[Stored items]
··········

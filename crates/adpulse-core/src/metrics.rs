//! Derived ad-engagement metrics.
//!
//! Metrics are never mutated incrementally. [`AdMetrics::derive`] fully
//! recomputes them from the current conversion log on every read, so the
//! output is always a pure function of the log contents and cannot drift.

use serde::{Deserialize, Serialize};

use crate::events::{ConversionEvent, ConversionKind};

/// Aggregated ad-engagement metrics.
#[derive(Debug, Clone, Default, PartialEq, Serialize, Deserialize)]
pub struct AdMetrics {
    pub total_impressions: u64,
    pub total_clicks: u64,
    pub total_hover_time_ms: u64,
    /// Percentage. Defined as 0 when there are no impressions.
    pub click_through_rate: f64,
    /// Defined as 0 when there are no hovers.
    pub average_hover_time_ms: f64,
}

impl AdMetrics {
    /// Recompute everything from the conversion log.
    pub fn derive(conversions: &[ConversionEvent]) -> Self {
        let mut impressions = 0u64;
        let mut clicks = 0u64;
        let mut hovers = 0u64;
        let mut hover_time_ms = 0u64;

        for c in conversions {
            match c.kind {
                ConversionKind::Impression => impressions += 1,
                ConversionKind::Click => clicks += 1,
                ConversionKind::Hover => {
                    hovers += 1;
                    hover_time_ms += c.duration_ms.unwrap_or(0);
                }
            }
        }

        let click_through_rate = if impressions > 0 {
            clicks as f64 / impressions as f64 * 100.0
        } else {
            0.0
        };
        let average_hover_time_ms = if hovers > 0 {
            hover_time_ms as f64 / hovers as f64
        } else {
            0.0
        };

        Self {
            total_impressions: impressions,
            total_clicks: clicks,
            total_hover_time_ms: hover_time_ms,
            click_through_rate,
            average_hover_time_ms,
        }
    }
}
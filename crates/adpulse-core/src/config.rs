//! Collector configuration.
//!
//! The configuration is captured once at collector construction and treated
//! as an immutable snapshot from then on. The single runtime-mutable knob is
//! battery saving, changed through [`crate::Collector::set_battery_saving`]
//! rather than by ambient mutation of this struct.
//!
//! All durations are Unix-style millisecond counts so a config file is plain
//! JSON integers.

use serde::{Deserialize, Serialize};

use crate::error::ConfigError;

/// Immutable collector configuration snapshot.
#[derive(Debug, Clone, Serialize, Deserialize)]
#[serde(default)]
pub struct CollectorConfig {
    /// Ingestion endpoint. Required; must be an absolute http(s) URL.
    pub endpoint_url: String,

    /// Collection interval while the session is active.
    pub base_interval_ms: u64,
    /// Collection interval while the session is idle. Must be >= base.
    pub idle_interval_ms: u64,
    /// A session is active iff an interaction occurred this recently.
    pub active_threshold_ms: u64,

    /// Minimum gap between two retained mouse-move samples.
    pub mouse_throttle_ms: u64,
    /// Scroll inactivity gap after which the pending position is retained.
    pub scroll_debounce_ms: u64,

    /// Entries older than this are pruned from every event log.
    pub max_event_age_ms: u64,
    /// Per-log ceiling on events placed in a single payload.
    pub max_events_per_batch: usize,
    /// Rolling window of clicks included in the essential tier.
    pub essential_click_window_ms: u64,
    /// Most-recent scroll events included in the non-essential tier.
    pub scroll_tail: usize,

    pub track_clicks: bool,
    pub track_mouse: bool,
    pub track_scroll: bool,
    /// Compute a device fingerprint at construction.
    pub collect_device_info: bool,
    /// Zero the trailing octet of the resolved client IP.
    pub anonymize_ip: bool,
    /// Send the tiered (essential/non-essential) payload instead of the
    /// full state snapshot.
    pub tiered_payload: bool,
    /// Gzip the serialized payload body before handing it to the transport.
    pub gzip_body: bool,
    /// Emit the essential tier only. Runtime-mutable via the collector.
    pub battery_saving: bool,

    /// Paths on which recorders are no-ops (prefix match).
    pub excluded_paths: Vec<String>,

    /// Delivery attempts per cycle (first try included).
    pub max_retries: u32,
    /// Fixed delay between delivery attempts. Not exponential.
    pub retry_delay_ms: u64,

    /// Key under which unsent state snapshots are persisted.
    pub storage_key: String,
    /// Snapshots larger than this are dropped instead of written.
    pub max_storage_bytes: usize,
}

impl Default for CollectorConfig {
    fn default() -> Self {
        Self {
            endpoint_url: String::new(),
            base_interval_ms: 30_000,
            idle_interval_ms: 120_000,
            active_threshold_ms: 5_000,
            mouse_throttle_ms: 100,
            scroll_debounce_ms: 250,
            max_event_age_ms: 24 * 60 * 60 * 1000,
            max_events_per_batch: 100,
            essential_click_window_ms: 60 * 60 * 1000,
            scroll_tail: 10,
            track_clicks: true,
            track_mouse: true,
            track_scroll: true,
            collect_device_info: true,
            anonymize_ip: true,
            tiered_payload: true,
            gzip_body: false,
            battery_saving: false,
            excluded_paths: vec!["/privacy".to_string(), "/terms".to_string()],
            max_retries: 3,
            retry_delay_ms: 1_000,
            storage_key: "adpulse_state".to_string(),
            max_storage_bytes: 5 * 1024 * 1024,
        }
    }
}

impl CollectorConfig {
    /// Validate the snapshot. Fatal at startup: the collector refuses to
    /// construct on any violation.
    pub fn validate(&self) -> Result<(), ConfigError> {
        if self.endpoint_url.is_empty() {
            return Err(ConfigError::MissingEndpoint);
        }
        let parsed = reqwest::Url::parse(&self.endpoint_url)
            .map_err(|_| ConfigError::InvalidEndpoint(self.endpoint_url.clone()))?;
        if !matches!(parsed.scheme(), "http" | "https") || !parsed.has_host() {
            return Err(ConfigError::InvalidEndpoint(self.endpoint_url.clone()));
        }
        if self.base_interval_ms < 1_000 {
            return Err(ConfigError::IntervalTooShort(self.base_interval_ms));
        }
        if self.idle_interval_ms < self.base_interval_ms {
            return Err(ConfigError::IdleShorterThanBase {
                idle_ms: self.idle_interval_ms,
                base_ms: self.base_interval_ms,
            });
        }
        if self.max_retries == 0 {
            return Err(ConfigError::NoRetries);
        }
        if self.max_storage_bytes == 0 {
            return Err(ConfigError::ZeroStorageCap);
        }
        Ok(())
    }

    /// True when `path` starts with any excluded prefix.
    pub fn is_excluded_path(&self, path: &str) -> bool {
        self.excluded_paths.iter().any(|p| path.starts_with(p))
    }
}

#[cfg(test)]
mod tests {
    use super::*;

    fn valid() -> CollectorConfig {
        CollectorConfig {
            endpoint_url: "https://ingest.example.com/api/traffic".to_string(),
            ..Default::default()
        }
    }

    // -----------------------------------------------------------------------
    // Validation tests
    // -----------------------------------------------------------------------

    #[test]
    fn test_valid_config_passes() {
        assert!(valid().validate().is_ok());
    }

    #[test]
    fn test_default_config_missing_endpoint() {
        let err = CollectorConfig::default().validate().unwrap_err();
        assert!(matches!(err, ConfigError::MissingEndpoint));
    }

    #[test]
    fn test_invalid_endpoint_rejected() {
        for bad in ["not a url", "ftp://example.com/x", "/relative/path"] {
            let cfg = CollectorConfig {
                endpoint_url: bad.to_string(),
                ..Default::default()
            };
            assert!(
                matches!(cfg.validate().unwrap_err(), ConfigError::InvalidEndpoint(_)),
                "expected rejection for {bad:?}"
            );
        }
    }

    #[test]
    fn test_interval_below_minimum_rejected() {
        let cfg = CollectorConfig {
            base_interval_ms: 999,
            ..valid()
        };
        assert!(matches!(
            cfg.validate().unwrap_err(),
            ConfigError::IntervalTooShort(999)
        ));
    }

    #[test]
    fn test_idle_shorter_than_base_rejected() {
        let cfg = CollectorConfig {
            base_interval_ms: 30_000,
            idle_interval_ms: 10_000,
            ..valid()
        };
        assert!(matches!(
            cfg.validate().unwrap_err(),
            ConfigError::IdleShorterThanBase { .. }
        ));
    }

    #[test]
    fn test_zero_retries_rejected() {
        let cfg = CollectorConfig {
            max_retries: 0,
            ..valid()
        };
        assert!(matches!(cfg.validate().unwrap_err(), ConfigError::NoRetries));
    }

    #[test]
    fn test_zero_storage_cap_rejected() {
        let cfg = CollectorConfig {
            max_storage_bytes: 0,
            ..valid()
        };
        assert!(matches!(
            cfg.validate().unwrap_err(),
            ConfigError::ZeroStorageCap
        ));
    }

    // -----------------------------------------------------------------------
    // Path exclusion tests
    // -----------------------------------------------------------------------

    #[test]
    fn test_excluded_path_prefix_match() {
        let cfg = valid();
        assert!(cfg.is_excluded_path("/privacy"));
        assert!(cfg.is_excluded_path("/privacy/policy"));
        assert!(cfg.is_excluded_path("/terms-of-service"));
        assert!(!cfg.is_excluded_path("/shop"));
        assert!(!cfg.is_excluded_path("/my/privacy"));
    }

    // -----------------------------------------------------------------------
    // Serde tests
    // -----------------------------------------------------------------------

    #[test]
    fn test_partial_json_uses_defaults() {
        let cfg: CollectorConfig = serde_json::from_str(
            r#"{"endpoint_url": "https://ingest.example.com/t", "max_retries": 5}"#,
        )
        .unwrap();
        assert_eq!(cfg.max_retries, 5);
        assert_eq!(cfg.base_interval_ms, 30_000);
        assert_eq!(cfg.scroll_tail, 10);
        assert!(cfg.validate().is_ok());
    }
}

··········

_WORK TO COMPLETE_. Give back exactly the lines from the first line of the records through the line holding "runtime-mutable knob is", including both of those lines and leaving out all others.

_WRITTEN SOLUTION_.
filename crates/adpulse-core/src/metrics.rs
//! Derived ad-engagement metrics.
//!
//! Metrics are never mutated incrementally. [`AdMetrics::derive`] fully
//! recomputes them from the current conversion log on every read, so the
//! output is always a pure function of the log contents and cannot drift.

use serde::{Deserialize, Serialize};

use crate::events::{ConversionEvent, ConversionKind};

/// Aggregated ad-engagement metrics.
#[derive(Debug, Clone, Default, PartialEq, Serialize, Deserialize)]
pub struct AdMetrics {
    pub total_impressions: u64,
    pub total_clicks: u64,
    pub total_hover_time_ms: u64,
    /// Percentage. Defined as 0 when there are no impressions.
    pub click_through_rate: f64,
    /// Defined as 0 when there are no hovers.
    pub average_hover_time_ms: f64,
}

impl AdMetrics {
    /// Recompute everything from the conversion log.
    pub fn derive(conversions: &[ConversionEvent]) -> Self {
        let mut impressions = 0u64;
        let mut clicks = 0u64;
        let mut hovers = 0u64;
        let mut hover_time_ms = 0u64;

        for c in conversions {
            match c.kind {
                ConversionKind::Impression => impressions += 1,
                ConversionKind::Click => clicks += 1,
                ConversionKind::Hover => {
                    hovers += 1;
                    hover_time_ms += c.duration_ms.unwrap_or(0);
                }
            }
        }

        let click_through_rate = if impressions > 0 {
            clicks as f64 / impressions as f64 * 100.0
        } else {
            0.0
        };
        let average_hover_time_ms = if hovers > 0 {
            hover_time_ms as f64 / hovers as f64
        } else {
            0.0
        };

        Self {
            total_impressions: impressions,
            total_clicks: clicks,
            total_hover_time_ms: hover_time_ms,
            click_through_rate,
            average_hover_time_ms,
        }
    }
}
filename crates/adpulse-core/src/config.rs
//! Collector configuration.
//!
//! The configuration is captured once at collector construction and treated
//! as an immutable snapshot from then on. The single runtime-mutable knob is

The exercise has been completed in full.